Embarrassment and shame drown my voice.
“What were you doing?” he repeats.
Hot tears gather in my eyes. I’ve never hated myself more than I do at this moment. “Nothing! I was just trying to… He made me promise I wouldn’t leave him… But they took him from me, when we were rescued, they took him from me and separated us, and I never saw him again. I just… I needed to…”
Brewer slips his hand in mine. “You needed to feel close to him. You needed the solace of thinking he was still with you.”
Nodding, I swipe the tears from my cheeks with the hand he’s not holding. “What did you do with him?”

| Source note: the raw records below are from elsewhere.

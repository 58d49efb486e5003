use axum::{Json, Router, extract::State, routing::get};

use crate::{dto::health::HealthResponse, services::health_service, state::SharedState};

#[utoipa::path(
    get,
    path = "/health",
    tag = "health",
    responses((status = 200, description = "Service is running", body = HealthResponse))
)]
/// Return the current health status of the backend and ping the storage backend.
pub async fn health(State(state): State<SharedState>) -> Json<HealthResponse> {
    let status = health_service::health_status(&state).await;
    Json(status)
}

/// Configure the health routes subtree.
pub fn router() -> Router<SharedState> {
    Router::<SharedState>::new().route("/health", get(health))
}
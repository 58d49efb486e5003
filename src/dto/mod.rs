pub mod health;
pub mod player;
pub mod validation;
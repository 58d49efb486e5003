//! Process-local player store, used by tests and for running without a database.

use std::sync::Arc;

use dashmap::{DashMap, mapref::entry::Entry};
use futures::future::BoxFuture;
use time::OffsetDateTime;

use crate::{
    dao::{
        models::{PlayerEntity, top_players},
        player_store::PlayerStore,
        storage::StorageResult,
    },
    state::player::{Score, Username},
};

/// Player store backed by a sharded concurrent map.
///
/// Upserts go through the map's entry API, which holds the shard lock for the
/// duration of the write, so concurrent calls for one username serialize.
#[derive(Clone, Default)]
pub struct MemoryPlayerStore {
    players: Arc<DashMap<String, PlayerEntity>>,
}

impl MemoryPlayerStore {
    /// Create an empty store.
    pub fn new() -> Self {
        Self::default()
    }

    /// Number of stored players.
    pub fn len(&self) -> usize {
        self.players.len()
    }

    /// Whether no player has been stored yet.
    pub fn is_empty(&self) -> bool {
        self.players.is_empty()
    }

    fn upsert(&self, username: Username, score: Score, now: OffsetDateTime) -> PlayerEntity {
        match self.players.entry(username.as_str().to_owned()) {
            Entry::Occupied(mut occupied) => {
                let player = occupied.get_mut();
                player.score = score.value();
                player.updated_at = now;
                player.clone()
            }
            Entry::Vacant(vacant) => vacant
                .insert(PlayerEntity {
                    username: username.as_str().to_owned(),
                    score: score.value(),
                    created_at: now,
                    updated_at: now,
                })
                .value()
                .clone(),
        }
    }

    fn find(&self, username: &Username) -> Option<PlayerEntity> {
        self.players
            .get(username.as_str())
            .map(|entry| entry.value().clone())
    }

    fn list(&self, limit: u32) -> Vec<PlayerEntity> {
        let players = self.players.iter().map(|entry| entry.value().clone());
        top_players(players, limit)
    }
}

impl PlayerStore for MemoryPlayerStore {
    fn upsert_player(
        &self,
        username: Username,
        score: Score,
        now: OffsetDateTime,
    ) -> BoxFuture<'static, StorageResult<PlayerEntity>> {
        let store = self.clone();
        Box::pin(async move { Ok(store.upsert(username, score, now)) })
    }

    fn find_player(
        &self,
        username: Username,
    ) -> BoxFuture<'static, StorageResult<Option<PlayerEntity>>> {
        let store = self.clone();
        Box::pin(async move { Ok(store.find(&username)) })
    }

    fn list_top_players(&self, limit: u32) -> BoxFuture<'static, StorageResult<Vec<PlayerEntity>>> {
        let store = self.clone();
        Box::pin(async move { Ok(store.list(limit)) })
    }

    fn health_check(&self) -> BoxFuture<'static, StorageResult<()>> {
        Box::pin(async { Ok(()) })
    }
}

#[cfg(test)]
mod tests {
    use time::macros::datetime;

    use super::*;

    fn name(raw: &str) -> Username {
        Username::parse(raw).unwrap()
    }

    fn score(value: f64) -> Score {
        Score::new(value).unwrap()
    }

    #[tokio::test]
    async fn first_upsert_sets_both_timestamps() {
        let store = MemoryPlayerStore::new();
        let at = datetime!(2024-05-01 10:00 UTC);

        let player = store
            .upsert_player(name("alice"), score(10.0), at)
            .await
            .unwrap();

        assert_eq!(player.created_at, at);
        assert_eq!(player.updated_at, at);
        assert_eq!(store.len(), 1);
    }

    #[tokio::test]
    async fn second_upsert_keeps_created_at() {
        let store = MemoryPlayerStore::new();
        let first = datetime!(2024-05-01 10:00 UTC);
        let second = datetime!(2024-05-01 11:30 UTC);

        store
            .upsert_player(name("alice"), score(10.0), first)
            .await
            .unwrap();
        let player = store
            .upsert_player(name("alice"), score(42.0), second)
            .await
            .unwrap();

        assert_eq!(player.score, 42.0);
        assert_eq!(player.created_at, first);
        assert_eq!(player.updated_at, second);
        assert_eq!(store.len(), 1);
    }

    #[tokio::test]
    async fn listing_orders_by_score_then_name() {
        let store = MemoryPlayerStore::new();
        let at = datetime!(2024-05-01 10:00 UTC);
        for (raw, value) in [("carol", 5.0), ("bob", 7.0), ("alice", 5.0), ("dave", 1.0)] {
            store
                .upsert_player(name(raw), score(value), at)
                .await
                .unwrap();
        }

        let names: Vec<_> = store
            .list_top_players(3)
            .await
            .unwrap()
            .into_iter()
            .map(|player| player.username)
            .collect();

        assert_eq!(names, ["bob", "alice", "carol"]);
    }

    #[tokio::test]
    async fn missing_player_is_none() {
        let store = MemoryPlayerStore::new();
        assert!(store.find_player(name("nobody")).await.unwrap().is_none());
        assert!(store.is_empty());
    }
}
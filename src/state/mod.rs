//! Shared application state and the player domain types.

/// Player domain types.
pub mod player;

use std::sync::Arc;

use crate::{config::AppConfig, dao::player_store::PlayerStore, middleware::rate_limit::RateLimiter};

/// State handle passed to handlers and services.
pub type SharedState = Arc<AppState>;

/// Central application state: immutable configuration, the storage handle
/// and the rate limiter windows.
pub struct AppState {
    config: AppConfig,
    player_store: Arc<dyn PlayerStore>,
    rate_limiter: RateLimiter,
}

impl AppState {
    /// Construct a new [`AppState`] wrapped in an [`Arc`] so it can be cloned cheaply.
    pub fn new(config: AppConfig, player_store: Arc<dyn PlayerStore>) -> SharedState {
        let rate_limiter = RateLimiter::new(config.rate_limit);
        Arc::new(Self {
            config,
            player_store,
            rate_limiter,
        })
    }

    /// Configuration read at startup.
    pub fn config(&self) -> &AppConfig {
        &self.config
    }

    /// Handle to the storage backend selected at startup.
    pub fn player_store(&self) -> Arc<dyn PlayerStore> {
        self.player_store.clone()
    }

    /// Per-client request windows.
    pub fn rate_limiter(&self) -> &RateLimiter {
        &self.rate_limiter
    }
}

“It was just a bunch of his clothes stuffed into his uniform. I washed everything and folded it and packed it away in a box. When you’re ready, you can give it back to his mother.”
My Gutierrez lump is gone. He’s truly gone. And now I’m completely alone.
“You can’t go back there, Nash. You can’t live alone right now.”
I know he’s right, but I can’t make sense of anything right now. My head feels overloaded, and I just can’t think.
“I want you to come live with me. Just for a little while until your blood pressure lowers and you’re feeling stronger and able to make better decisions.”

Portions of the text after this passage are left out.